マレックス・キャピタルのアナリスト、チャーリー・サーナティンガー氏は、ロシアが武力行使のエスカレーションを脅すことで、ロシア産とウクライナ産両方の、「黒海を経由する水上穀物輸送がすべて断たれることになり、ロシアのウクライナ侵攻当初と同じ状況につながると述べた。

ウクライナは世界有数のヒマワリ、トウモロコシ、小麦、大麦の輸出国。ロシアによる昨年2月の侵攻開始前まで、レバノンは国内で消費する穀物の75%近くをウクライナから輸入していた。ほかにもパキスタン、リビア、エチオピアなどがウクライナの農産品に大きく依存していた。

黒海からの海上輸送に代わる手段としては、ドナウ川の水路からルーマニアを経由する方法が可能だが、運べる量は限られる。

陸路の場合、輸送量が限られるほか、東欧の欧州連合(EU)加盟国は自国の農家を守るためにウクライナの穀物の入国を阻止している。

2022年2月の侵攻開始と共にロシアは黒海沿いのウクライナの港を封鎖したため、2000万トンの穀物がウクライナ国内に滞留した。ロシアの海上封鎖の影響で、世界的な食料価格は急騰。ウクライナの穀物に大きく依存する中東やアフリカの一部諸国への供給が滞った。

ロシアとウクライナが個別に合意した「黒海穀物イニシアチブ」を通じて、国連食糧計画(WFP)はウクライナの小麦72万5000トンをエチオピア、イエメン、アフガニスタンなど、飢餓が深刻化する国々へ提供することができた。
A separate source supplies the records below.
//! Structured report content tree navigation
//!
//! Reads the subset of a TID 1500 "Measurement Report" needed to export
//! planar regions of interest: the specimen container identifier items and
//! the planar ROI measurement groups below "Imaging Measurements".

use crate::types::{CodedConcept, FindingCode, GraphicType, ImageRegion, PlanarRoiGroup};
use dicom_object::InMemDicomObject;
use log::{debug, warn};

use super::tags::{
    get_multi_float_value, get_sequence_items, get_string_value, CODE_MEANING, CODE_VALUE,
    CODING_SCHEME_DESIGNATOR, CONCEPT_CODE_SEQUENCE, CONCEPT_NAME_CODE_SEQUENCE,
    CONTENT_SEQUENCE, GRAPHIC_DATA, GRAPHIC_TYPE, TEXT_VALUE, UID, VALUE_TYPE,
};

/// Concept name meaning of the container identifier item
pub const SPECIMEN_CONTAINER_IDENTIFIER: &str = "Specimen Container Identifier";

// (code value, coding scheme) of the concept names used by TID 1500/1410
pub const IMAGING_MEASUREMENTS: (&str, &str) = ("126010", "DCM");
pub const MEASUREMENT_GROUP: (&str, &str) = ("125007", "DCM");
pub const TRACKING_IDENTIFIER: (&str, &str) = ("112039", "DCM");
pub const TRACKING_UNIQUE_IDENTIFIER: (&str, &str) = ("112040", "DCM");
pub const FINDING: (&str, &str) = ("121071", "DCM");
pub const IMAGE_REGION: (&str, &str) = ("111030", "DCM");

/// Returns the content items directly below a node (or the document root)
pub fn content_items(node: &InMemDicomObject) -> &[InMemDicomObject] {
    get_sequence_items(node, CONTENT_SEQUENCE)
}

/// Reads the first item of a code sequence
fn read_code(item: &InMemDicomObject, sequence: dicom_core::Tag) -> Option<CodedConcept> {
    let code = get_sequence_items(item, sequence).first()?;
    Some(CodedConcept {
        value: get_string_value(code, CODE_VALUE)?,
        scheme: get_string_value(code, CODING_SCHEME_DESIGNATOR).unwrap_or_default(),
        meaning: get_string_value(code, CODE_MEANING).unwrap_or_default(),
    })
}

/// Concept name of a content item
pub fn concept_name(item: &InMemDicomObject) -> Option<CodedConcept> {
    read_code(item, CONCEPT_NAME_CODE_SEQUENCE)
}

/// Coded value of a CODE content item
pub fn concept_code(item: &InMemDicomObject) -> Option<CodedConcept> {
    read_code(item, CONCEPT_CODE_SEQUENCE)
}

fn has_concept_name(item: &InMemDicomObject, (value, scheme): (&str, &str)) -> bool {
    concept_name(item).is_some_and(|name| name.is(value, scheme))
}

/// Text values of the root "Specimen Container Identifier" items
///
/// Items are matched by concept name meaning. Items without a text value
/// are reported as empty strings so callers still see them when counting.
pub fn container_identifiers(document: &InMemDicomObject) -> Vec<String> {
    content_items(document)
        .iter()
        .filter(|item| {
            concept_name(item).is_some_and(|name| name.meaning == SPECIMEN_CONTAINER_IDENTIFIER)
        })
        .map(|item| get_string_value(item, TEXT_VALUE).unwrap_or_default())
        .collect()
}

/// Extracts planar ROI measurement groups from an SR document
///
/// Walks root "Imaging Measurements" containers and their "Measurement Group"
/// children, in document order. A group is returned when its finding equals
/// `finding` (value and coding scheme) and, if `graphic_type` is given, its
/// image region has that graphic type.
pub fn planar_roi_groups(
    document: &InMemDicomObject,
    finding: &FindingCode,
    graphic_type: Option<GraphicType>,
) -> Vec<PlanarRoiGroup> {
    content_items(document)
        .iter()
        .filter(|item| has_concept_name(item, IMAGING_MEASUREMENTS))
        .flat_map(|container| content_items(container).iter())
        .filter(|item| has_concept_name(item, MEASUREMENT_GROUP))
        .map(read_measurement_group)
        .filter(|group| {
            group
                .finding
                .as_ref()
                .is_some_and(|code| finding.matches(&code.value, &code.scheme))
        })
        .filter(|group| match graphic_type {
            Some(wanted) => group
                .roi
                .as_ref()
                .is_some_and(|roi| roi.graphic_type == wanted),
            None => true,
        })
        .collect()
}

/// Reads one "Measurement Group" container
pub fn read_measurement_group(group: &InMemDicomObject) -> PlanarRoiGroup {
    let mut result = PlanarRoiGroup {
        tracking_identifier: None,
        tracking_uid: None,
        finding: None,
        roi: None,
    };

    for item in content_items(group) {
        let Some(name) = concept_name(item) else {
            continue;
        };

        if name.is(TRACKING_IDENTIFIER.0, TRACKING_IDENTIFIER.1) {
            result.tracking_identifier = get_string_value(item, TEXT_VALUE);
        } else if name.is(TRACKING_UNIQUE_IDENTIFIER.0, TRACKING_UNIQUE_IDENTIFIER.1) {
            result.tracking_uid = get_string_value(item, UID);
        } else if name.is(FINDING.0, FINDING.1) {
            result.finding = concept_code(item);
        } else if name.is(IMAGE_REGION.0, IMAGE_REGION.1) {
            result.roi = read_image_region(item);
        }
    }

    result
}

/// Number of values per point in SCOORD3D graphic data
const SCOORD3D_DIMENSIONS: usize = 3;

/// Reads an SCOORD3D "Image Region" item in slide coordinates (mm)
///
/// 2-D SCOORD regions hold image pixel positions, not slide coordinates, and
/// are skipped. Returns `None` (with a warning) when the graphic type is
/// unknown or the graphic data does not hold whole, finite points.
pub fn read_image_region(item: &InMemDicomObject) -> Option<ImageRegion> {
    match get_string_value(item, VALUE_TYPE).as_deref() {
        Some("SCOORD3D") => {}
        Some("SCOORD") => {
            debug!("Skipping image region in image pixel coordinates (SCOORD)");
            return None;
        }
        other => {
            warn!("Ignoring image region with value type {:?}", other);
            return None;
        }
    };

    let graphic_type = match get_string_value(item, GRAPHIC_TYPE) {
        Some(term) => match GraphicType::from_str(&term) {
            Some(graphic_type) => graphic_type,
            None => {
                warn!("Ignoring image region with unknown graphic type '{}'", term);
                return None;
            }
        },
        None => {
            warn!("Ignoring image region without graphic type");
            return None;
        }
    };

    let data = get_multi_float_value(item, GRAPHIC_DATA).unwrap_or_default();
    if data.is_empty() || data.len() % SCOORD3D_DIMENSIONS != 0 {
        warn!(
            "Ignoring image region with {} graphic data values for 3-D coordinates",
            data.len()
        );
        return None;
    }
    if data.iter().any(|value| !value.is_finite()) {
        warn!("Ignoring image region with non-finite graphic data");
        return None;
    }

    let coordinates = data
        .chunks_exact(SCOORD3D_DIMENSIONS)
        .map(|point| (point[0], point[1]))
        .collect();

    Some(ImageRegion {
        graphic_type,
        coordinates,
    })
}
一方、国連データによると「黒海穀物イニシアチブ」によってウクライナから輸出された穀物の半分以上はトウモロコシで、約3300万トンのうち800万トンは中国へ、続いて600万トンがスペイン、320万トンがトルコへそれぞれ運ばれた。トルコはWFPの事業でトウモロコシを製粉している。トウモロコシは人間の食用のほか、バイオ燃料や飼料としてもつかわれる。